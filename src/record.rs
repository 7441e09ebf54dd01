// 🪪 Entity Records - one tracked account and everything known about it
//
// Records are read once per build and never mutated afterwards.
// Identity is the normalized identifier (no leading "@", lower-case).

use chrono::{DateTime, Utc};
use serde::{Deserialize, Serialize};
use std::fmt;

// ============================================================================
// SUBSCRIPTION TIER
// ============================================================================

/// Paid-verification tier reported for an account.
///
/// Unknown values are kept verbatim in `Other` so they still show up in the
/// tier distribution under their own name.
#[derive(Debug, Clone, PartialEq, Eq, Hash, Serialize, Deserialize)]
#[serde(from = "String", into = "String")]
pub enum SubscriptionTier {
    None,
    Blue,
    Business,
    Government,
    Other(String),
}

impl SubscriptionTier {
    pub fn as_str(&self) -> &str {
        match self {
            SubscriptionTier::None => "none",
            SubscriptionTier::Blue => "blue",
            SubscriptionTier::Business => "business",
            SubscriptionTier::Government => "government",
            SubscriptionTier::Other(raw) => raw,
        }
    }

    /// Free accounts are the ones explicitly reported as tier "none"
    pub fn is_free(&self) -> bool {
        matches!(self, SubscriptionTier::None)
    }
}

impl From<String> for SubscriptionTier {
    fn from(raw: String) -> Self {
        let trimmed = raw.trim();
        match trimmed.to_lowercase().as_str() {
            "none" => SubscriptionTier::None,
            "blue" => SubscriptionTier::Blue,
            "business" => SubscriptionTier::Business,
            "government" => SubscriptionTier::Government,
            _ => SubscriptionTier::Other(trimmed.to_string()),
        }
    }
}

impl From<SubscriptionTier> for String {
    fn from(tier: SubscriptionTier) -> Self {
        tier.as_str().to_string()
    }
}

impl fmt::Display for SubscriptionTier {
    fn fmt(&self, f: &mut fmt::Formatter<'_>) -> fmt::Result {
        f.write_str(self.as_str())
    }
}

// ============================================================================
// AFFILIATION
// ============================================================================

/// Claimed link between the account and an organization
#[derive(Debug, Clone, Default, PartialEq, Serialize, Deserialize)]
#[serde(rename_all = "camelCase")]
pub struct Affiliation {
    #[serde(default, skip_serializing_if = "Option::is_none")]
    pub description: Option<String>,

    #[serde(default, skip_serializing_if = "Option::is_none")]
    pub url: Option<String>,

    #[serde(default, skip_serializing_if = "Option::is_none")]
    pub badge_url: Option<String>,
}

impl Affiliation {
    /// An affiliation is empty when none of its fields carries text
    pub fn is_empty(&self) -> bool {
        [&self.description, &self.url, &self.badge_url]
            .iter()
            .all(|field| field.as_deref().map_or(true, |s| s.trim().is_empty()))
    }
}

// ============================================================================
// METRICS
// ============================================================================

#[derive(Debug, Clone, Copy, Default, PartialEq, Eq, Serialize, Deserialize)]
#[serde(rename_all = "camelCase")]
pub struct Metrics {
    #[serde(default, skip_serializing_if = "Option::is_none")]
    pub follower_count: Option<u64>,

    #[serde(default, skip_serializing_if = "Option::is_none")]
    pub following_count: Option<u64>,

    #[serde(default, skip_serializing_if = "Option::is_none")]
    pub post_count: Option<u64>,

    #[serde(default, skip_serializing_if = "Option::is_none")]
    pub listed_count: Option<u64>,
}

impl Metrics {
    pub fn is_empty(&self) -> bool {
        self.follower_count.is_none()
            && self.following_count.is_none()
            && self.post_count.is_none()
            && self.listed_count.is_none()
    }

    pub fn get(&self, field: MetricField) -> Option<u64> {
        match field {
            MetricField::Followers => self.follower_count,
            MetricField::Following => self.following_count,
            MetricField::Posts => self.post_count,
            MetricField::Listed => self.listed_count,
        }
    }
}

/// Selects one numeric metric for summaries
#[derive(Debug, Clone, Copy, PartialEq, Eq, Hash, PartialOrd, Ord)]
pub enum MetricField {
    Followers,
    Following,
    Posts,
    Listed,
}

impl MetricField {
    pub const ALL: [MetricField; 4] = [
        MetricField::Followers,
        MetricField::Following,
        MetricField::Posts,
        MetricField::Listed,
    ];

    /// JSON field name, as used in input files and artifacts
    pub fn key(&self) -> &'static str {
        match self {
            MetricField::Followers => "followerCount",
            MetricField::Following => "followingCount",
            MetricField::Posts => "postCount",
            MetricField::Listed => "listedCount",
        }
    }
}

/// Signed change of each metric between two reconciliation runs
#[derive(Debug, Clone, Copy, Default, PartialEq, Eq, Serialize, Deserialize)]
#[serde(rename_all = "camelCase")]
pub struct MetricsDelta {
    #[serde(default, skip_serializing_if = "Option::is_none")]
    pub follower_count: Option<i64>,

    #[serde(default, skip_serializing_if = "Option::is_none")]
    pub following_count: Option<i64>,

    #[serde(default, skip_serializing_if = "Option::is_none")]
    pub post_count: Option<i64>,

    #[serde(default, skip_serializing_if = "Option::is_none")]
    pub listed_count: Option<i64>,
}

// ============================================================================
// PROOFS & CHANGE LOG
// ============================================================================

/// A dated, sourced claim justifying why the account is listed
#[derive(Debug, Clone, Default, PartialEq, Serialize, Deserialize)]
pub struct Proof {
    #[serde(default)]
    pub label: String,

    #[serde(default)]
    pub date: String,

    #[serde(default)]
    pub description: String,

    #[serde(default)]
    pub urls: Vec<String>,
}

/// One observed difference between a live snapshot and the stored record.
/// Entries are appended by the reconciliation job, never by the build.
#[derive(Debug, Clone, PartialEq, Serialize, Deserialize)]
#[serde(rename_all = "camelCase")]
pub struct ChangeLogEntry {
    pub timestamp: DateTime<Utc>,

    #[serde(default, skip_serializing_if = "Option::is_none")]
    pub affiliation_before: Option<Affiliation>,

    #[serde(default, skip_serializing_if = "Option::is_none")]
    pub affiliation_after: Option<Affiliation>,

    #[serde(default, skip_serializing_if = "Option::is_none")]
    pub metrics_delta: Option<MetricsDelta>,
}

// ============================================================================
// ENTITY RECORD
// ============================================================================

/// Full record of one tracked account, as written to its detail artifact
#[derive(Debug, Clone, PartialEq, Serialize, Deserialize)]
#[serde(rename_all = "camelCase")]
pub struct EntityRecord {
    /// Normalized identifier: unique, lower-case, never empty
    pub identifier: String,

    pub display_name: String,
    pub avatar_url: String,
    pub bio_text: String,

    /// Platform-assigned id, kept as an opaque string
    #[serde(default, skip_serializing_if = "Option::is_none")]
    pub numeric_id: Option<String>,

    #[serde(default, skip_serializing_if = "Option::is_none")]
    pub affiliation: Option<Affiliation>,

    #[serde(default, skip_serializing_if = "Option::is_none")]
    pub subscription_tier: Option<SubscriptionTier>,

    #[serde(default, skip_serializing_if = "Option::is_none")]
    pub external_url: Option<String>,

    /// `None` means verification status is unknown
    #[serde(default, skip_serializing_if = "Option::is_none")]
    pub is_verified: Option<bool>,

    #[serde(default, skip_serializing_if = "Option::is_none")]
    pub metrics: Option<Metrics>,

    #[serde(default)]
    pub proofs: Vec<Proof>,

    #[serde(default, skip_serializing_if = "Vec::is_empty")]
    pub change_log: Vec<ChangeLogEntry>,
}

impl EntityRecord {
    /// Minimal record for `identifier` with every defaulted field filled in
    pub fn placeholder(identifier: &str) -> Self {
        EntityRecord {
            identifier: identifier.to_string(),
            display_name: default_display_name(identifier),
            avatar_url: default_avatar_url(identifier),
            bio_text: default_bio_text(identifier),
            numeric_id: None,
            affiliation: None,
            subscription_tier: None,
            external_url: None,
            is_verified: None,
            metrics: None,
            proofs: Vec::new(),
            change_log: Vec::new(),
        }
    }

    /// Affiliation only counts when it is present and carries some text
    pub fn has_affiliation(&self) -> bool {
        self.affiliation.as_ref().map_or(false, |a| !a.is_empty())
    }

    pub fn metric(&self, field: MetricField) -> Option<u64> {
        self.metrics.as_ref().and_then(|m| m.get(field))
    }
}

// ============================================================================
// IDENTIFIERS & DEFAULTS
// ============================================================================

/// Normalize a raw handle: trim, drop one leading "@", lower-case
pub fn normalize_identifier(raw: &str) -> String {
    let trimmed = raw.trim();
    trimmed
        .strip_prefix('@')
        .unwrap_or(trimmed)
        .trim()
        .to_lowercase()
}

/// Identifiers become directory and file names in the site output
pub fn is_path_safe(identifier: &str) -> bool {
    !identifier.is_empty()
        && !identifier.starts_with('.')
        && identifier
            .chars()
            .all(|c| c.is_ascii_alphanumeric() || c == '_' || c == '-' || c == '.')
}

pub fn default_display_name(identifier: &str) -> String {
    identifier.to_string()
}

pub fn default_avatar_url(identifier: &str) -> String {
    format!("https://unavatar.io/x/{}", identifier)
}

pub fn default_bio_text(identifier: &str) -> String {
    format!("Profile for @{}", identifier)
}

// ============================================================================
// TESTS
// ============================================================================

What you have to do
The word "struct" may appear in several lines of the data; copy every line where it does.

Response area
pub struct Affiliation {
pub struct Metrics {
pub struct MetricsDelta {
pub struct Proof {
pub struct ChangeLogEntry {
pub struct EntityRecord {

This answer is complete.